Before I had even boarded onto the plane to Senegal, many thoughts ran through my head. What would the people I care most about be doing back home without me? What would life be like upon arrival home from Senegal? Would anything really even change? Eventually I came to the realization that the more I thought about the trip and the future, the more stress I was putting on myself. So I decided I was going to just pause life, and go into the trip going with the flow and soaking up as much as I could. Doing so, my experience throughout the trip was nothing short of amazing. Meeting generous locals opened up opportunities for me to take a look at my “inner self” in the mirror for the first time ever, and this eventually helped me to recognize what parts of me needed work.

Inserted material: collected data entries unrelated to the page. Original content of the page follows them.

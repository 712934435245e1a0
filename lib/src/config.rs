use std::collections::HashMap;
use std::env;
use std::fs::read_to_string;

use anyhow::{Context, Result};
use serde::Deserialize;

/// Operator-side deployment settings. Loaded once from the JSON file named
/// by `SPAWNER_CONFIG` and shared by every session.
#[derive(Clone, Debug, Deserialize)]
pub struct SpawnerConfig {
    pub subnet_id: String,
    pub security_group_ids: Vec<String>,
    #[serde(default = "default_cluster")]
    pub ecs_cluster: String,
    pub instance_role_arn: String,
    pub execution_role_arn: String,
    /// Role granted to users on the allow-list below.
    pub task_role_arn: String,
    /// Role granted to everyone else.
    pub default_task_role_arn: String,
    #[serde(default)]
    pub task_role_users: Vec<String>,
    pub default_docker_image: String,
    pub default_docker_image_gpu: String,
    /// Per-deployment AMI overrides; when unset the per-region defaults
    /// from the embedded catalog apply.
    #[serde(default)]
    pub ec2_ami: Option<String>,
    #[serde(default)]
    pub ec2_arm_ami: Option<String>,
    #[serde(default)]
    pub ec2_gpu_ami: Option<String>,
    #[serde(default)]
    pub key_pair_name: Option<String>,
    #[serde(default)]
    pub use_public_ip: bool,
    #[serde(default)]
    pub custom_env: HashMap<String, String>,
    #[serde(default)]
    pub custom_tags: HashMap<String, String>,
}

fn default_cluster() -> String {
    "default".to_string()
}

impl SpawnerConfig {
    pub fn load() -> Result<Self> {
        let path = env::var("SPAWNER_CONFIG")
            .context("SPAWNER_CONFIG environment variable must be set")?;
        let raw = read_to_string(&path).with_context(|| format!("unable to read {}", path))?;
        let config = serde_json::from_str(&raw).with_context(|| format!("unable to parse {}", path))?;
        Ok(config)
    }
}

#[cfg(test)]
pub(crate) fn test_config() -> SpawnerConfig {
    let mut custom_env = HashMap::new();
    custom_env.insert("AWS_DEFAULT_REGION".to_string(), "us-east-1".to_string());
    SpawnerConfig {
        subnet_id: "subnet-0123456789abcdef0".to_string(),
        security_group_ids: vec!["sg-0123456789abcdef0".to_string()],
        ecs_cluster: "jupyter".to_string(),
        instance_role_arn: "arn:aws:iam::123456789012:instance-profile/ecsInstanceRole".to_string(),
        execution_role_arn: "arn:aws:iam::123456789012:role/ecsTaskExecutionRole".to_string(),
        task_role_arn: "arn:aws:iam::123456789012:role/PowerUserTaskRole".to_string(),
        default_task_role_arn: "arn:aws:iam::123456789012:role/DataAnalystRole".to_string(),
        task_role_users: vec!["alice.smith".to_string(), "bob".to_string()],
        default_docker_image: "jupyter/datascience-notebook:latest".to_string(),
        default_docker_image_gpu: "cschranz/gpu-jupyter:latest".to_string(),
        ec2_ami: None,
        ec2_arm_ami: None,
        ec2_gpu_ami: None,
        key_pair_name: None,
        use_public_ip: false,
        custom_env,
        custom_tags: HashMap::new(),
    }
}

#[cfg(test)]
mod tests {
    use pretty_assertions::assert_eq;

    use super::*;

    #[test]
    fn parses_a_minimal_config() {
        let config: SpawnerConfig = serde_json::from_str(
            r#"{
                "subnet_id": "subnet-1",
                "security_group_ids": ["sg-1", "sg-2"],
                "instance_role_arn": "arn:aws:iam::1:instance-profile/i",
                "execution_role_arn": "arn:aws:iam::1:role/e",
                "task_role_arn": "arn:aws:iam::1:role/t",
                "default_task_role_arn": "arn:aws:iam::1:role/d",
                "default_docker_image": "jupyter/base-notebook",
                "default_docker_image_gpu": "cschranz/gpu-jupyter"
            }"#,
        )
        .unwrap();

        assert_eq!(config.ecs_cluster, "default");
        assert_eq!(config.use_public_ip, false);
        assert!(config.key_pair_name.is_none());
        assert!(config.task_role_users.is_empty());
        assert!(config.custom_env.is_empty());
    }

    #[test]
    fn load_requires_the_env_var() {
        std::env::remove_var("SPAWNER_CONFIG");
        let err = SpawnerConfig::load().unwrap_err();
        assert!(err.to_string().contains("SPAWNER_CONFIG"));
    }
}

Global travel has truly helped me to meet face to face with issues in the world that I had never really paid mind to previously. I would say that going through such an experience is playing a role in my newfound interest to educate and be educated on problems occurring not just in my country, but all over the world. I wish to keep up with such problems, and hopefully act on them in a way that will help somehow.

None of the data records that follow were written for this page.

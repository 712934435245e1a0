use std::collections::HashMap;

use anyhow::{Context, Result};
use serde::Deserialize;

use crate::config::SpawnerConfig;
use crate::error::Error;

/// Architecture and accelerator facts for one instance type in one region.
#[derive(Clone, Debug, Deserialize)]
pub struct InstanceSpec {
    pub arch: String,
    #[serde(default)]
    pub gpu: bool,
}

/// Default ECS-optimized AMIs of one region, one per flavour.
#[derive(Clone, Debug, Deserialize)]
pub struct AmiSet {
    pub amd: String,
    pub arm64: String,
    pub gpu: String,
}

/// The static per-region tables shipped with the crate: which instance
/// types are selectable where, and which AMI boots them by default.
#[derive(Clone, Debug)]
pub struct Catalog {
    instances: HashMap<String, HashMap<String, InstanceSpec>>,
    amis: HashMap<String, AmiSet>,
    regions: Vec<String>,
}

impl Catalog {
    pub fn load() -> Result<Self> {
        let instances = serde_json::from_str(include_str!("../data/instances.json"))
            .context("embedded instances.json is invalid")?;
        let amis = serde_json::from_str(include_str!("../data/amis.json"))
            .context("embedded amis.json is invalid")?;
        let regions = serde_json::from_str(include_str!("../data/regions.json"))
            .context("embedded regions.json is invalid")?;
        Ok(Catalog {
            instances,
            amis,
            regions,
        })
    }

    /// Regions offered on the selection form.
    pub fn regions(&self) -> &[String] {
        &self.regions
    }

    /// All instance types selectable in `region`, for the selection form.
    pub fn region_types(&self, region: &str) -> Result<&HashMap<String, InstanceSpec>> {
        self.instances
            .get(region)
            .ok_or_else(|| Error::NoSuchRegion(region.to_string()).into())
    }

    pub fn instance(&self, region: &str, instance_type: &str) -> Result<&InstanceSpec> {
        self.instances
            .get(region)
            .and_then(|types| types.get(instance_type))
            .ok_or_else(|| {
                Error::UnknownInstanceType {
                    region: region.to_string(),
                    instance_type: instance_type.to_string(),
                }
                .into()
            })
    }

    fn amis(&self, region: &str) -> Result<&AmiSet> {
        self.amis
            .get(region)
            .ok_or_else(|| Error::NoSuchRegion(region.to_string()).into())
    }

    /// Picks the boot image for a (region, type) pair. GPU types boot the
    /// accelerator image, x86_64/i386 the standard one, everything else
    /// the alternate-architecture one; a per-deployment override beats the
    /// region default in each branch.
    pub fn select_ami(
        &self,
        config: &SpawnerConfig,
        region: &str,
        instance_type: &str,
    ) -> Result<String> {
        let spec = self.instance(region, instance_type)?;
        let defaults = self.amis(region)?;

        let ami = if spec.gpu {
            config.ec2_gpu_ami.clone().unwrap_or_else(|| defaults.gpu.clone())
        } else if spec.arch == "x86_64" || spec.arch == "i386" {
            config.ec2_ami.clone().unwrap_or_else(|| defaults.amd.clone())
        } else {
            config
                .ec2_arm_ami
                .clone()
                .unwrap_or_else(|| defaults.arm64.clone())
        };
        Ok(ami)
    }
}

Reading the “Why Build Bridges, Not Walls?” blog post, I agreed with the idea of building bridges. With today’s reality of separation in our country, I believe that putting up “walls” only causes problems. Being that we are all human, it only makes sense to me that we all be treated the same and learn to work things out with each other, rather than block others out and treat everybody differently.
One thing I will take from my experience in Sengal and apply to my life, is the idea of hospitality. I have never been the type of person to offer help or peace to individuals without getting to know them first. Looking at it now, I was treated with an immense amount of hospitality based primarily on respect. So with this, I wish to do the same and treat everybody with respect and offer open arms to people in need of my help.